Material for the task =>
#####

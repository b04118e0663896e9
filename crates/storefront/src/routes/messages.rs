//! Messaging route handlers.

use axum::{Json, extract::State, http::StatusCode};

use bazaar_core::Message;
use bazaar_core::api::SendMessageRequest;

use crate::error::{ApiJson, Result};
use crate::middleware::RequireAuth;
use crate::services::messages::MessageService;
use crate::state::AppState;

/// Messages the caller may read, oldest first.
pub async fn index(
    State(state): State<AppState>,
    RequireAuth(user): RequireAuth,
) -> Result<Json<Vec<Message>>> {
    let messages = MessageService::new(state.db()).list_visible(&user).await?;
    Ok(Json(messages))
}

/// Send a message. A missing `receiverId` addresses the general inbox.
pub async fn create(
    State(state): State<AppState>,
    RequireAuth(user): RequireAuth,
    ApiJson(request): ApiJson<SendMessageRequest>,
) -> Result<(StatusCode, Json<Message>)> {
    let message = MessageService::new(state.db()).send(&user, request).await?;
    Ok((StatusCode::CREATED, Json(message)))
}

#####

Exercise details =>
Copy the records above. Leave out nothing.

Reply =>
repository b04118e0663896e9
filename crates/storefront/src/routes/messages.rs
//! Messaging route handlers.

use axum::{Json, extract::State, http::StatusCode};

use bazaar_core::Message;
use bazaar_core::api::SendMessageRequest;

use crate::error::{ApiJson, Result};
use crate::middleware::RequireAuth;
use crate::services::messages::MessageService;
use crate::state::AppState;

/// Messages the caller may read, oldest first.
pub async fn index(
    State(state): State<AppState>,
    RequireAuth(user): RequireAuth,
) -> Result<Json<Vec<Message>>> {
    let messages = MessageService::new(state.db()).list_visible(&user).await?;
    Ok(Json(messages))
}

/// Send a message. A missing `receiverId` addresses the general inbox.
pub async fn create(
    State(state): State<AppState>,
    RequireAuth(user): RequireAuth,
    ApiJson(request): ApiJson<SendMessageRequest>,
) -> Result<(StatusCode, Json<Message>)> {
    let message = MessageService::new(state.db()).send(&user, request).await?;
    Ok((StatusCode::CREATED, Json(message)))
}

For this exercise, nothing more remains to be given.